O estado de São Paulo confirmou, na terça-feira (4 de fevereiro de 2026), mais uma morte causada por intoxicação por metanol. Com isso, o número de vítimas fatais chegou a 12 desde o início dos registros relacionados ao consumo de bebidas alcoólicas adulteradas.

Segundo as autoridades, a vítima é um jovem de 26 anos, que ingeriu vodca contaminada no mês de janeiro. Após o consumo, ele apresentou sintomas graves e, em seguida, procurou atendimento médico. No entanto, o quadro evoluiu rapidamente, e o jovem não resistiu às complicações provocadas pela substância tóxica.

De acordo com a investigação, o jovem consumiu a bebida no início de janeiro. Poucos dias depois, passou a relatar dores intensas, náuseas e alterações na visão, sintomas típicos da intoxicação por metanol. Apesar dos esforços da equipe médica, o paciente morreu em decorrência das complicações.

Além disso, especialistas explicam que o metanol age de forma agressiva no organismo. Por isso, mesmo pequenas quantidades podem causar cegueira, falência de órgãos e morte.

Enquanto isso, a Polícia Civil de São Paulo intensificou as investigações para identificar a origem da bebida consumida pela vítima. As apurações miram fabricantes clandestinos e pontos de venda irregulares.

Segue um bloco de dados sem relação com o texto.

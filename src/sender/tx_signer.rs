//! Builds and signs one transaction from fresh ledger state

use std::sync::Arc;
use tracing::debug;

use super::access_key::{next_nonce, AccessKeyResolver};
use crate::errors::{SenderError, SenderResult};
use crate::provider::{BlockReference, Provider};
use crate::signer::{sign_transaction, Signer};
use crate::types::{Action, CryptoHash, PublicKey, SignedTransaction};

/// Output of one signing round
#[derive(Debug, Clone)]
pub struct SignedAttempt {
    pub hash: CryptoHash,
    pub signed: SignedTransaction,
    /// Key the transaction was signed with, for eviction on `InvalidNonce`
    pub public_key: PublicKey,
}

/// Signs transactions for one account on one network
pub struct TransactionSigner {
    resolver: Arc<AccessKeyResolver>,
    provider: Arc<dyn Provider>,
    signer: Arc<dyn Signer>,
    account_id: String,
    network_id: String,
}

impl TransactionSigner {
    pub fn new(
        resolver: Arc<AccessKeyResolver>,
        provider: Arc<dyn Provider>,
        signer: Arc<dyn Signer>,
        account_id: impl Into<String>,
        network_id: impl Into<String>,
    ) -> Self {
        Self {
            resolver,
            provider,
            signer,
            account_id: account_id.into(),
            network_id: network_id.into(),
        }
    }

    pub fn account_id(&self) -> &str {
        &self.account_id
    }

    pub fn network_id(&self) -> &str {
        &self.network_id
    }

    fn key_not_found(&self) -> SenderError {
        SenderError::KeyNotFound {
            account_id: self.account_id.clone(),
            network_id: self.network_id.clone(),
        }
    }

    /// Sign `actions` for `receiver_id` with the next nonce of the cached key
    /// and the latest final block as reference.
    pub async fn sign(&self, receiver_id: &str, actions: Vec<Action>) -> SenderResult<SignedAttempt> {
        let resolved = self
            .resolver
            .resolve(&self.account_id, &self.network_id)
            .await?
            .ok_or_else(|| self.key_not_found())?;

        let block = self.provider.block(&BlockReference::latest_final()).await?;
        let block_hash = block.header.hash;

        // The entry can vanish between resolve and here if a concurrent send evicted it
        let nonce = match self.resolver.cache().advance_nonce(&resolved.public_key)? {
            Some(nonce) => nonce,
            None => next_nonce(&resolved.public_key, resolved.access_key.nonce)?,
        };

        let (hash, signed) = sign_transaction(
            receiver_id,
            nonce,
            actions,
            block_hash,
            self.signer.as_ref(),
            &self.account_id,
            &self.network_id,
        )
        .await?;

        debug!(
            account_id = %self.account_id,
            receiver_id = %receiver_id,
            nonce = nonce,
            block_height = block.header.height,
            transaction_hash = %hash,
            "Signed transaction"
        );

        Ok(SignedAttempt {
            hash,
            signed,
            public_key: resolved.public_key,
        })
    }
}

Ao mesmo tempo, órgãos de fiscalização ampliaram as ações para retirar produtos ilegais do mercado. Dessa forma, o governo estadual tenta evitar novos casos semelhantes.

Por fim, as autoridades reforçam o alerta à população. Os consumidores devem evitar bebidas sem procedência, desconfiar de preços muito abaixo do mercado e sempre verificar o selo fiscal antes da compra.

O caso, portanto, reforça os riscos do consumo de bebidas alcoólicas adulteradas e a importância da fiscalização para proteger a saúde pública.